This chapter describes SOAR capabilities and optimizations from the Application developer’s point of view. To get more details on its internal structure, please refer to SOAR Build Phases section.

Java Symbols Encoding

Java symbols are any of package, type, method, field, or local names. In .class files, they are encoded in UTF-8. However, SOAR only supports Java symbols composed of characters that can be stored on 8 bits (unsigned byte).

This is typically the case of ISO-8859-X encoding family.

If you try to build an Application that includes an unsupported Java symbol you will get the following error:

Unsupported Java symbol XXX in file YYY. A character cannot be stored on an unsigned byte.


Classpath *.list files are standard Java properties files that are encoded in ISO-8859-1 (Latin-1). If you need to refer to a Java Symbol that contains a character out of this charset, you must declare the character using the \uHHHH notation where HHHH is the hexadecimal index of the character in the Unicode character set.

Class Initialization Code

SOAR complies with the deterministic class initialization (<clinit>) order specified in [BON] specification. The application is statically analyzed from its entry points in order to generate a clinit dependency graph. The computed clinit sequence is the result of the topological sort of the dependency graph. An error is thrown if the clinit dependency graph contains cycles.

A clinit map file (ending with extension .clinitmap) is generated beside the SOAR object file. It describes for each clinit dependency:

  • the types involved
  • the kind of dependency
  • the stack calls between the two types

In case of complex clinit dependencies graph, the SOAR may detect static cycles (circular dependencies) and fail with an error. In such case, you have to manually cut-off the cycles, by providing the explicit clinit dependencies.

Explicit clinit dependencies are declared in XML files ending with the .clinitdesc extension, at the root of a library or application classpath.

The file has the following format:

<?xml version='1.0' encoding='UTF-8'?>
    <type name="T1" depends="T2"/>

where T1 and T2 are fully qualified names on the form a.b.C. This explicitly forces the SOAR to create a dependency from T1 to T2, and therefore cuts a potentially detected dependency from T2 to T1.

Method Devirtualization

Method devirtualization consists of transforming a virtual method call to a direct method call when possible. A virtual method call is a call to a non-private instance method declared either in an interface or in a class. The Core Engine determines the proper method to call at runtime depending on the actual class of the object. A call to a constructor or a private method is already optimized as a direct method call by the Java compiler.

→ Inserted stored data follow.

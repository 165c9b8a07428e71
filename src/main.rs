use actix_cors::Cors;
use actix_web::{web, App, HttpServer, HttpResponse, middleware, error, http::StatusCode};
use skillswap_match::config::{LedgerBackend, Settings};
use skillswap_match::core::Matcher;
use skillswap_match::routes::{self, AppState};
use skillswap_match::services::{InMemoryLedger, PostgresLedger, RestLedger, DEFAULT_PAGE_SIZE};
use std::sync::Arc;
use tracing::{info, error};
use tracing_subscriber::EnvFilter;

/// JSON error response for JSON payload errors
#[derive(Debug, serde::Serialize)]
pub struct JsonError {
    pub error: String,
    pub message: String,
    pub status_code: u16,
}

impl std::fmt::Display for JsonError {
    fn fmt(&self, f: &mut std::fmt::Formatter<'_>) -> std::fmt::Result {
        write!(f, "{}: {}", self.error, self.message)
    }
}

impl std::error::Error for JsonError {}

impl error::ResponseError for JsonError {
    fn error_response(&self) -> HttpResponse {
        HttpResponse::build(StatusCode::from_u16(self.status_code).unwrap_or(StatusCode::BAD_REQUEST))
            .json(self)
    }
}

/// Handle JSON payload errors
pub fn handle_json_payload_error(err: error::JsonPayloadError, req: &actix_web::HttpRequest) -> actix_web::Error {
    tracing::info!("JSON payload error on {}: {}", req.path(), err);
    JsonError {
        error: "invalid_json".to_string(),
        message: format!("Invalid JSON: {}", err),
        status_code: 400,
    }
    .into()
}

/// Handle query payload errors
pub fn handle_query_payload_error(err: error::QueryPayloadError, _req: &actix_web::HttpRequest) -> actix_web::Error {
    JsonError {
        error: "invalid_query".to_string(),
        message: format!("Invalid query: {}", err),
        status_code: 400,
    }
    .into()
}

/// Install the global subscriber
///
/// RUST_LOG wins over the configured level; LOG_FORMAT over the configured format.
fn init_tracing(level: &str, format: &str) {
    let filter = EnvFilter::try_from_default_env().unwrap_or_else(|_| EnvFilter::new(level));
    let format = std::env::var("LOG_FORMAT").unwrap_or_else(|_| format.to_string());

    let subscriber = tracing_subscriber::fmt()
        .with_env_filter(filter)
        .with_target(false)
        .with_level(true);

    if format == "pretty" {
        subscriber.pretty().init();
    } else {
        subscriber.json().init();
    }
}

fn startup_error(context: &str, err: impl std::fmt::Display) -> std::io::Error {
    error!("{}: {}", context, err);
    std::io::Error::new(std::io::ErrorKind::Other, format!("{}: {}", context, err))
}

#[actix_web::main]
async fn main() -> std::io::Result<()> {
    // Load .env file if present
    dotenv::dotenv().ok();

    let settings = match Settings::load() {
        Ok(settings) => settings,
        Err(e) => {
            init_tracing("info", "pretty");
            return Err(startup_error("Failed to load configuration", e));
        }
    };

    init_tracing(&settings.logging.level, &settings.logging.format);

    info!("Starting SkillSwap match service...");

    let weights = settings.scoring_weights();
    let max_concurrent_reads = settings.matching.max_concurrent_reads.unwrap_or(16);
    let matcher = Matcher::new(weights, max_concurrent_reads);

    info!("Matcher initialized with weights: {:?}", weights);

    let default_limit = settings.default_limit();
    let max_limit = settings.max_limit();

    let app_state = match settings.ledger.backend {
        LedgerBackend::Rest => {
            let ledger = RestLedger::new(
                settings.rest.endpoint.clone(),
                settings.rest.api_key.clone(),
                settings.rest.timeout_secs.unwrap_or(30),
                settings.rest.tables.clone(),
            )
            .map_err(|e| startup_error("Failed to build REST client", e))?
            .with_page_size(settings.rest.page_size.unwrap_or(DEFAULT_PAGE_SIZE));

            info!("REST ledger initialized ({})", settings.rest.endpoint);
            AppState::from_backend(Arc::new(ledger), matcher, default_limit, max_limit)
        }
        LedgerBackend::Postgres => {
            let options = settings.database.pool_options();
            let ledger = PostgresLedger::connect(&settings.database.url, &options)
                .await
                .map_err(|e| startup_error("Failed to connect to PostgreSQL", e))?;

            info!("PostgreSQL ledger initialized (max: {} connections)", options.max_connections);
            AppState::from_backend(Arc::new(ledger), matcher, default_limit, max_limit)
        }
        LedgerBackend::Memory => {
            info!("In-memory ledger initialized, data is lost on shutdown");
            AppState::from_backend(Arc::new(InMemoryLedger::new()), matcher, default_limit, max_limit)
        }
    };

    let host = settings.server.host.clone();
    let port = settings.server.port;
    let workers = settings.server.workers.unwrap_or(4);

    info!("Starting HTTP server on {}:{}", host, port);

    HttpServer::new(move || {
        let cors = Cors::permissive();

        App::new()
            .app_data(web::Data::new(app_state.clone()))
            .app_data(web::JsonConfig::default().error_handler(handle_json_payload_error))
            .app_data(web::QueryConfig::default().error_handler(handle_query_payload_error))
            .wrap(cors)
            .wrap(middleware::Logger::default())
            .wrap(middleware::Compress::default())
            .configure(routes::configure_routes)
    })
    .workers(workers)
    .bind((host, port))?
    .run()
    .await
}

SOAR automatically optimizes a virtual method call to a direct method call if there is one and only one embedded implementation method.


SOAR generates the list of the embedded methods in the SOAR Information File.

Method Inlining

Method inlining consists of replacing a direct method call with the content of the method. This avoids the creation of a new stack frame context, which can be slower than executing the code itself. Method inlining is transitively applied from leaf to root methods.

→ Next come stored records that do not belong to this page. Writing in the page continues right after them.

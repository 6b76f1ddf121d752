use std::time::Duration;

use config::{Config, ConfigError, Environment, File};
use serde::Deserialize;

use crate::exchange::{ExchangeOptions, Provider};
use crate::logging::LogSettings;
use crate::stream::{OverflowPolicy, StreamConfig, StreamError};

/// Engine options, durations in milliseconds
#[derive(Debug, Clone, Deserialize)]
#[serde(default)]
pub struct StreamSettings {
    /// Signed so a negative value can be rejected with a clear message
    pub buffer_size: i64,
    pub overflow_policy: OverflowPolicy,
    pub reconnect: bool,
    pub max_reconnect_attempts: u32,
    pub base_delay_ms: u64,
    pub max_delay_ms: u64,
    pub ping_interval_ms: u64,
    pub pong_timeout_ms: u64,
    pub connect_timeout_ms: u64,
    pub snapshot_depth: u32,
    pub max_buffered_diffs: usize,
}

impl Default for StreamSettings {
    fn default() -> Self {
        let defaults = StreamConfig::default();
        Self {
            buffer_size: defaults.buffer_size as i64,
            overflow_policy: defaults.overflow_policy,
            reconnect: defaults.reconnect,
            max_reconnect_attempts: defaults.max_reconnect_attempts,
            base_delay_ms: defaults.base_delay.as_millis() as u64,
            max_delay_ms: defaults.max_delay.as_millis() as u64,
            ping_interval_ms: defaults.ping_interval.as_millis() as u64,
            pong_timeout_ms: defaults.pong_timeout.as_millis() as u64,
            connect_timeout_ms: defaults.connect_timeout.as_millis() as u64,
            snapshot_depth: defaults.snapshot_depth,
            max_buffered_diffs: defaults.max_buffered_diffs,
        }
    }
}

impl StreamSettings {
    pub fn to_stream_config(&self) -> Result<StreamConfig, StreamError> {
        let buffer_size = usize::try_from(self.buffer_size).map_err(|_| {
            StreamError::Config(format!(
                "buffer size must not be negative, got {}",
                self.buffer_size
            ))
        })?;

        let config = StreamConfig {
            buffer_size,
            overflow_policy: self.overflow_policy,
            reconnect: self.reconnect,
            max_reconnect_attempts: self.max_reconnect_attempts,
            base_delay: Duration::from_millis(self.base_delay_ms),
            max_delay: Duration::from_millis(self.max_delay_ms),
            ping_interval: Duration::from_millis(self.ping_interval_ms),
            pong_timeout: Duration::from_millis(self.pong_timeout_ms),
            connect_timeout: Duration::from_millis(self.connect_timeout_ms),
            snapshot_depth: self.snapshot_depth,
            max_buffered_diffs: self.max_buffered_diffs,
        };
        config.validate()?;
        Ok(config)
    }
}

#[derive(Debug, Clone, Deserialize)]
#[serde(default)]
pub struct ExchangeSettings {
    pub provider: Provider,
    pub testnet: bool,
    pub ws_url: Option<String>,
    pub api_url: Option<String>,
    pub request_timeout_ms: u64,
}

impl Default for ExchangeSettings {
    fn default() -> Self {
        Self {
            provider: Provider::Binance,
            testnet: false,
            ws_url: None,
            api_url: None,
            request_timeout_ms: 30_000,
        }
    }
}

impl ExchangeSettings {
    pub fn options(&self) -> ExchangeOptions {
        ExchangeOptions {
            testnet: self.testnet,
            ws_url: self.ws_url.clone(),
            api_url: self.api_url.clone(),
            request_timeout: Duration::from_millis(self.request_timeout_ms),
        }
    }
}

#[derive(Debug, Clone, Default, Deserialize)]
#[serde(default)]
pub struct Settings {
    pub stream: StreamSettings,
    pub exchange: ExchangeSettings,
    pub logging: LogSettings,
    pub symbols: Vec<String>,
}

impl Settings {
    /// Layered load: config/default, config/{RUN_MODE}, then STREAM__* env vars
    pub fn new() -> Result<Self, ConfigError> {
        let run_mode = std::env::var("RUN_MODE").unwrap_or_else(|_| "development".into());
        Self::load("config", &run_mode)
    }

    pub fn load(dir: &str, run_mode: &str) -> Result<Self, ConfigError> {
        let s = Config::builder()
            .add_source(File::with_name(&format!("{}/default", dir)).required(false))
            .add_source(File::with_name(&format!("{}/{}", dir, run_mode)).required(false))
            .add_source(
                Environment::with_prefix("STREAM")
                    .separator("__")
                    .list_separator(",")
                    .with_list_parse_key("symbols")
                    .try_parsing(true),
            )
            .build()?;

        s.try_deserialize()
    }
}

The following method code patterns are inlined:

  • empty code after processing assertions and if code removal.
  • call to a constructor with no parameters.
  • call to a private method with no parameters.
  • call to a static method with no parameters, if and only if the caller is also a static method.

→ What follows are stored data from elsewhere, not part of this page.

use chrono::Utc;
use criterion::{black_box, criterion_group, criterion_main, BenchmarkId, Criterion};
use rust_decimal::Decimal;
use std::time::Duration;
use stream_common::data::types::{PriceLevel, Symbol};
use stream_core::book::{BookSync, DepthDiff, DepthSnapshot, OrderBookReplica};

fn level(price: i64, quantity: i64) -> PriceLevel {
    PriceLevel::new(Decimal::from(price), Decimal::from(quantity))
}

fn create_snapshot(levels: i64) -> DepthSnapshot {
    DepthSnapshot {
        symbol: Symbol::new("BTCUSDT"),
        last_update_id: 1_000,
        bids: (0..levels).map(|i| level(50_000 - i, 1 + i % 5)).collect(),
        asks: (0..levels).map(|i| level(50_001 + i, 1 + i % 5)).collect(),
    }
}

/// Consecutive diffs that touch both sides and remove a level now and then
fn create_diffs(count: u64, levels: i64) -> Vec<DepthDiff> {
    (0..count)
        .map(|n| {
            let offset = (n as i64) % levels;
            let quantity = if n % 7 == 0 { 0 } else { 2 + (n as i64) % 3 };
            DepthDiff {
                symbol: Symbol::new("BTCUSDT"),
                first_update_id: 1_001 + n,
                final_update_id: 1_001 + n,
                bids: vec![level(50_000 - offset, quantity)],
                asks: vec![level(50_001 + offset, quantity)],
                event_time: Utc::now(),
            }
        })
        .collect()
}

fn bench_apply_diff(c: &mut Criterion) {
    let mut group = c.benchmark_group("apply_diff");
    group.measurement_time(Duration::from_secs(5));

    for levels in [20, 1000].iter() {
        let snapshot = create_snapshot(*levels);
        let diffs = create_diffs(1_000, *levels);

        group.bench_with_input(BenchmarkId::from_parameter(levels), &diffs, |b, diffs| {
            b.iter(|| {
                let mut replica = OrderBookReplica::from_snapshot(&snapshot);
                for diff in diffs {
                    replica.apply_diff(black_box(diff));
                }
                black_box(replica.last_update_id())
            });
        });
    }
    group.finish();
}

fn bench_publish(c: &mut Criterion) {
    let mut group = c.benchmark_group("publish");
    group.sample_size(50);

    for levels in [20, 1000].iter() {
        let snapshot = create_snapshot(*levels);
        let diffs = create_diffs(200, *levels);

        // A held reader forces a copy on every applied diff
        group.bench_with_input(BenchmarkId::new("with_reader", levels), &diffs, |b, diffs| {
            b.iter(|| {
                let mut sync = BookSync::new(Symbol::new("BTCUSDT"), 1_000);
                sync.on_snapshot(snapshot.clone());
                let mut held = sync.current();
                for diff in diffs {
                    sync.on_diff(diff.clone());
                    held = sync.current();
                }
                black_box(held)
            });
        });

        group.bench_with_input(BenchmarkId::new("no_reader", levels), &diffs, |b, diffs| {
            b.iter(|| {
                let mut sync = BookSync::new(Symbol::new("BTCUSDT"), 1_000);
                sync.on_snapshot(snapshot.clone());
                for diff in diffs {
                    black_box(sync.on_diff(diff.clone()));
                }
            });
        });
    }
    group.finish();
}

fn bench_order_book_view(c: &mut Criterion) {
    let replica = OrderBookReplica::from_snapshot(&create_snapshot(1000));

    c.bench_function("to_order_book_top_20", |b| {
        b.iter(|| black_box(replica.to_order_book(Some(20))));
    });
}

criterion_group!(benches, bench_apply_diff, bench_publish, bench_order_book_view);
criterion_main!(benches);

Method inlining is performed after method devirtualization, so a virtual method call will be inlined if there is a unique embedded implementation method that matches one of the inlined method code patterns.

Binary Code Verifier

The Binary Code Verifier is the tool that scrutinizes the bytecode instructions for adherence to strict rules and constraints. This process is crucial for preventing runtime errors, security vulnerabilities, and unexpected behavior. It ensures that code loaded by the SOAR is in a consistent state before being linked. Consequently, this guarantees the safe execution of the code by the Core Engine.

Application Build Flow with Binary Code Verifier

Application Build Flow with Binary Code Verifier

The Binary Code Verifier performs tasks including:

  • Type Checking: Verifying that variables and operands are used in a manner consistent with their declared data types, preventing type-related errors at runtime.
  • Bytecode Structure: Ensuring the bytecode is well-formed and follows the structure required by the JVM, which helps prevent memory corruption and crashes.
  • Stack Management: Checking that the operand stack used for calculations and evaluations is properly managed to prevent stack overflows or underflows.
  • Access Control: Verifying that class accesses and method invocations adhere to Java’s access control rules, ensuring data encapsulation and security.
  • Exception Handling: Validating that exception handlers are correctly defined and that exceptions are caught and handled appropriately.
  • Control Flow: Analyzing the flow of control within bytecode to detect anomalies in loops, branches, and jumps that could lead to program instability.

A default implementation, derived from the Apache BCEL Project, is included in the SOAR. If you wish to integrate an alternative implementation, contact our support team for access to the SOAR interface API and integration instructions.


The Binary Code Verifier is enabled by default when building a Sandboxed Application, and disabled by default when building a Standalone Application. See Option(checkbox): Enable Bytecode Verifier for more details.